Chapitre 23




Une légère brise de vent souleva quelques grains de sable sur la dune alors qu'il observait l'étendue de son désert avec sérénité. Masqué de son keffieh, où seuls son regard était visible, Hadjar inspira lentement en serrant les rennes de son étalon. Il aimait ce silence qui l'aidait à mieux réfléchir, mais surtout il aimait cette obscurité qui donnait tant de beauté à son palais qu'il pouvait déceler à l'autre bout du désert grâce à ces faibles faisceaux lumineux qui provenaient des torches enflammées.

Un mois et trois semaines venaient de s'écouler et bien que la jeune femme acceptait peu à peu la réalité, Hadjar continuait de livrer bataille avec détermination. Il avait dû s'absenter à de nombreuses reprises et pour la première fois de sa vie, il n'avait pas apprécier s'éloigner de son palais. Désormais, il se fit la promesse de ne plus le quitter. Ses nombreux voyages n'avaient qu'un seul objectif et il était le seul à en connaître les raisons.

Il avait suivi la tradition, préservé les coutumes, mais sans la jeune femme qui aurait dû se trouver à ses côtés. Hadjar savait que très bientôt, Jane aurait encore une autre raison de le détester, mais il ne regrettait en rien cette décision.

Il n'éprouvait aucune forme de culpabilité bien au contraire, il se sentait ravivé de cette force qui s'était dissipée après la guerre.

Perdu dans ses pensées, Hadjar n'entendit pas tout de suite le bruit des sabots qui se rapprochaient de lui à pleine vitesse. Il fronça des sourcils avant qu'un mauvais pressentiment le pousse à descendre la dune pour rejoindre le visiteur.

Puis son regard épris de sévérité s'évanouit pour laisser place à la crainte quand il reconnut l'un de ses hommes.

C'est en arabe, qu'il lui annonça ce qu'il avait crains de rater pendant ces voyages de ces dernières semaines.

Jane était sur le point d'accoucher.

Il n'avait pas attendu toutes les explications de son garde, il fonçait déjà dans le désert, les yeux fixés sur son palais.

Il tenta de ravaler son inquiétude mais celle-ci affluer en lui comme du poison.

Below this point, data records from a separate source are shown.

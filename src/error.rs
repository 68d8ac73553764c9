//! Error taxonomy for the archive pipeline.
//!
//! Nothing in the pipeline is fatal on its own: the orchestrator decides
//! whether an error skips an item, ends a page, or (with `--fail-fast`)
//! aborts the run. The only conditions that stop a run outright are a base
//! URL that cannot be parsed and an output directory that cannot be created,
//! and both are detected before any request is sent.

use std::path::PathBuf;
use thiserror::Error;

/// Every failure the archiver can report.
#[derive(Debug, Error)]
pub enum ScrapeError {
    /// Network failure, non-success HTTP status, or an undecodable response body.
    #[error("request to {url} failed: {source}")]
    Transport {
        url: String,
        #[source]
        source: reqwest::Error,
    },

    /// A session descriptor could not be read or parsed.
    #[error("session descriptor {}: {reason}", path.display())]
    Credential { path: PathBuf, reason: String },

    /// A post (or summary) carried nothing to archive.
    #[error("post {slug} has no content to archive")]
    ContentAbsent { slug: String },

    /// `--html-only` and `--md-only` were both requested.
    #[error("--html-only and --md-only are mutually exclusive; no documents will be written")]
    ConfigurationConflict,

    #[error("invalid URL {url}: {source}")]
    InvalidUrl {
        url: String,
        #[source]
        source: url::ParseError,
    },

    #[error("I/O error at {}: {source}", path.display())]
    Io {
        path: PathBuf,
        #[source]
        source: std::io::Error,
    },

    #[error("markdown conversion failed: {0}")]
    Markdown(String),

    #[error("front matter serialization failed: {0}")]
    FrontMatter(#[from] serde_yaml::Error),
}

impl ScrapeError {
    pub fn transport(url: impl Into<String>, source: reqwest::Error) -> Self {
        Self::Transport {
            url: url.into(),
            source,
        }
    }

    pub fn io(path: impl Into<PathBuf>, source: std::io::Error) -> Self {
        Self::Io {
            path: path.into(),
            source,
        }
    }

    /// True for failures of the remote service rather than of local state.
    pub fn is_transport(&self) -> bool {
        matches!(self, Self::Transport { .. })
    }
}

#[cfg(test)]
mod tests {
    use super::*;

    #[test]
    fn test_credential_error_names_path() {
        let err = ScrapeError::Credential {
            path: PathBuf::from("substack_session.json"),
            reason: "expected value at line 1 column 1".to_string(),
        };
        let msg = err.to_string();
        assert!(msg.contains("substack_session.json"));
        assert!(msg.contains("line 1"));
        assert!(!err.is_transport());
    }

    #[test]
    fn test_io_error_is_not_transport() {
        let err = ScrapeError::io(
            "/tmp/nope",
            std::io::Error::new(std::io::ErrorKind::PermissionDenied, "denied"),
        );
        assert!(!err.is_transport());
        assert!(err.to_string().contains("/tmp/nope"));
    }
}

Pendant des semaines, Hadjar avait suivi les conseils précieux de Charik et s'était éloigné de la jeune femme pour qu'elle puisse vivre ces dernières semaines de grossesse sans que l'angoisse et la peur s'en mêlent. Alors il s'était contenté de lui rendre de brèves visites de courtoisies mais à la nuit tombée, il l'avait veillé sans qu'elle s'en doute.

Aujourd'hui sonnait le glas d'un nouveau chapitre. Désormais, sa mission était terminé et son enfant à naître ouvrait la voie à une autre page où l'encre attendait d'en esquisser les premières lignes.

C'en était fini d'être à distance de cette jeune femme qui l'obsédait tant. C'en était fini d'être condamné à craindre de faire du mal involontairement à leur enfant.

Ivre d'inquiétude pour elle, Hadjar sauta de son étalon encore au galop quand ce dernier passa les grilles du palais. Il se précipita dans l'escalier extérieur qui menait au balcon de ses appartements privés pour gagner du temps et se hâta de rejoindre le couloir qui conduisait à sa chambre.

Tout semblait trop calme.

Il arracha son keffieh en marchant comme un fou jusqu'à la porte gardée par deux femmes.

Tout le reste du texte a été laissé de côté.